* [Exercise requirements]:
Select from the records below every line that has the word "hidden" in it.

* [Task input]:
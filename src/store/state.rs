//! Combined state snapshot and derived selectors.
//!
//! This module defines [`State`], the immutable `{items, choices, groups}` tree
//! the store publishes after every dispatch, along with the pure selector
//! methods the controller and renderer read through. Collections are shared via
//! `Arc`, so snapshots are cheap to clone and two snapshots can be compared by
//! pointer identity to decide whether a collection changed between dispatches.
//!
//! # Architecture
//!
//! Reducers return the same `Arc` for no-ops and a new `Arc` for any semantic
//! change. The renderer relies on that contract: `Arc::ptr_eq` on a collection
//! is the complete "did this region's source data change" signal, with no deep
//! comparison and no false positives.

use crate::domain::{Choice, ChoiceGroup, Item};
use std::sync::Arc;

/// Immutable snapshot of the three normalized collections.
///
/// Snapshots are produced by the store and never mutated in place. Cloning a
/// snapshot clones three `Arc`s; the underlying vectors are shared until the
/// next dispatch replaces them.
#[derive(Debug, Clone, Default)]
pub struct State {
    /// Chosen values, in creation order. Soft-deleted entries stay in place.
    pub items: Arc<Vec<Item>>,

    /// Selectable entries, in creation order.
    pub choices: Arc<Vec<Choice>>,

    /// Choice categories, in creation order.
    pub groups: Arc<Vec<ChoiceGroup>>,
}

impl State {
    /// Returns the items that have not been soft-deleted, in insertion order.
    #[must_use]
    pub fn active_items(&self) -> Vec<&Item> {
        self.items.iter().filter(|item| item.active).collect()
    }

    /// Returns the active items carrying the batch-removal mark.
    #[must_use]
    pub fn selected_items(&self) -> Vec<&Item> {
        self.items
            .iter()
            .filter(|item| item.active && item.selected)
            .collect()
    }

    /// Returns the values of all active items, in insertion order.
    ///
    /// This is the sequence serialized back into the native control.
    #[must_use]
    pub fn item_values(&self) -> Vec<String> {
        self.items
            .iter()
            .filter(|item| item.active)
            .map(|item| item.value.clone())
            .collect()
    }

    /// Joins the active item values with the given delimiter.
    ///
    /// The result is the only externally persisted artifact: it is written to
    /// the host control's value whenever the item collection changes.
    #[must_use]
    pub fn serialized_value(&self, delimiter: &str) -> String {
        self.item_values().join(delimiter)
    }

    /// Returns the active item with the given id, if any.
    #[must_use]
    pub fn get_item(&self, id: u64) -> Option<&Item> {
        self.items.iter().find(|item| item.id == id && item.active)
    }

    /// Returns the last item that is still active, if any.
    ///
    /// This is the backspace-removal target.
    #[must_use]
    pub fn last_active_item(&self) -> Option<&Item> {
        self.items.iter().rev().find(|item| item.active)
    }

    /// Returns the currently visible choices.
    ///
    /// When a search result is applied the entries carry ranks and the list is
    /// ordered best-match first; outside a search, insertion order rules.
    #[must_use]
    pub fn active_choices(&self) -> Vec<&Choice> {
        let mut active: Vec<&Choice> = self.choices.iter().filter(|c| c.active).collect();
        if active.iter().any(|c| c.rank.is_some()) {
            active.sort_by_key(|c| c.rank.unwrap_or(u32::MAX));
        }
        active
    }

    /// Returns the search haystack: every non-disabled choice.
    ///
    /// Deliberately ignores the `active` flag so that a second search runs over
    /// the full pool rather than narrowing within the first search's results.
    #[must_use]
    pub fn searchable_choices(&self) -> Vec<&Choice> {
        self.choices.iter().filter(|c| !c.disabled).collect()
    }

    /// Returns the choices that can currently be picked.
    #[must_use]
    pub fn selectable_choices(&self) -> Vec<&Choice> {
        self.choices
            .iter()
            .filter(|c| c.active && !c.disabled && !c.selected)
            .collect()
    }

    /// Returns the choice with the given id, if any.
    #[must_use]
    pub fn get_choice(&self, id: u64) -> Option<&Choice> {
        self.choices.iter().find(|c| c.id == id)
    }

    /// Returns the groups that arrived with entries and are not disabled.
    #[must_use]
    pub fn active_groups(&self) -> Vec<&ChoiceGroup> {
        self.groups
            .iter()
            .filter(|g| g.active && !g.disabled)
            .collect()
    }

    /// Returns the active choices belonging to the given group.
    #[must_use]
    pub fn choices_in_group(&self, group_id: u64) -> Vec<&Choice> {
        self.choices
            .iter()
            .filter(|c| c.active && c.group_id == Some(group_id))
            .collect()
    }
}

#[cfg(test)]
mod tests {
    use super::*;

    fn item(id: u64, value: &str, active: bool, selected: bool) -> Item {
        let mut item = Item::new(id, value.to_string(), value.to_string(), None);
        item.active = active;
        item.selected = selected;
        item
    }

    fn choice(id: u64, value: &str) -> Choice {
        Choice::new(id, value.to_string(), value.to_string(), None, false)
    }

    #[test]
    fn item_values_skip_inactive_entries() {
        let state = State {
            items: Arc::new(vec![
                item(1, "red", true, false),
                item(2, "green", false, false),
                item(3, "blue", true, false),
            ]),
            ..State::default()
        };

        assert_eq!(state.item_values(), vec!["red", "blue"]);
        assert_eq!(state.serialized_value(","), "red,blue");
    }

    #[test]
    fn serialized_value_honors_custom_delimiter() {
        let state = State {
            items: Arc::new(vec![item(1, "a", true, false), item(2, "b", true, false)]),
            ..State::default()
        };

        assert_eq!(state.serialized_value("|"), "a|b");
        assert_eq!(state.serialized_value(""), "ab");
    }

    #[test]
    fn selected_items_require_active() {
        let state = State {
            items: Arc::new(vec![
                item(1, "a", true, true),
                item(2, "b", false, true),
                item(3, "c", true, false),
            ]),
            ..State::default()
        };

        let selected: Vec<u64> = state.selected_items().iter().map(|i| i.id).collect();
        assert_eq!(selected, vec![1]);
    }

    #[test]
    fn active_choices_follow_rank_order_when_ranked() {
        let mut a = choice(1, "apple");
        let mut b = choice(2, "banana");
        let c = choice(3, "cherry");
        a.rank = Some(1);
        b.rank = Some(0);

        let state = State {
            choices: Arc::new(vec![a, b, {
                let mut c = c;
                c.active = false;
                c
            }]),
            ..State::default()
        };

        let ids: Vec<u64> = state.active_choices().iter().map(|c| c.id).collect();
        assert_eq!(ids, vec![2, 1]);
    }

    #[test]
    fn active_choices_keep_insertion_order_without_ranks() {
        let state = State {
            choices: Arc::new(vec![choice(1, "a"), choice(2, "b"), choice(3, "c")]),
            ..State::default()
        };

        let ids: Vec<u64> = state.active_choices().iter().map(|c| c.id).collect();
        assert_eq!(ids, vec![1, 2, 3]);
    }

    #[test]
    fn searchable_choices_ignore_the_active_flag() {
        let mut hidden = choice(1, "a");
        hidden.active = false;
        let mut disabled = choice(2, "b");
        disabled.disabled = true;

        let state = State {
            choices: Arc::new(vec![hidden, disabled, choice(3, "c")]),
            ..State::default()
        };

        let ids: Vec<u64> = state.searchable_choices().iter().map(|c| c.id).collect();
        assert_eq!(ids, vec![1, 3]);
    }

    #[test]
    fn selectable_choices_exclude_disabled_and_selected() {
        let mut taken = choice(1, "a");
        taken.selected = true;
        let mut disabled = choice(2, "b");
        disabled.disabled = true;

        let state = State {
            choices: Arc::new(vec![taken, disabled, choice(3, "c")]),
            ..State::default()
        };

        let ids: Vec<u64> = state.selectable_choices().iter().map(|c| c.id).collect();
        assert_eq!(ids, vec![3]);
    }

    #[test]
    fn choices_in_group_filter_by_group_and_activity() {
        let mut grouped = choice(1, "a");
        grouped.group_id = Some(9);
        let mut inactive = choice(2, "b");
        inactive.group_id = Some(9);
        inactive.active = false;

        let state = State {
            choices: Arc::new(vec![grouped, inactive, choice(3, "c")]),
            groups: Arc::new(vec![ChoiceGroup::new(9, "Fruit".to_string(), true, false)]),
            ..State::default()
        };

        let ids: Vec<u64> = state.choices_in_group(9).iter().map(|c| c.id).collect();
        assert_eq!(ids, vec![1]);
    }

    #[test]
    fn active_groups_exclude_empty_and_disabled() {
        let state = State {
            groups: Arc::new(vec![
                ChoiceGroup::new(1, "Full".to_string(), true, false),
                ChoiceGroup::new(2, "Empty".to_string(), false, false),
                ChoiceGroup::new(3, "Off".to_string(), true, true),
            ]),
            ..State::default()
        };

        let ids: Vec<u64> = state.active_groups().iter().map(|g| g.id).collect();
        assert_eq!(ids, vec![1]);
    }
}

* [Solution]:
        let mut hidden = choice(1, "a");
        hidden.active = false;
            choices: Arc::new(vec![hidden, disabled, choice(3, "c")]),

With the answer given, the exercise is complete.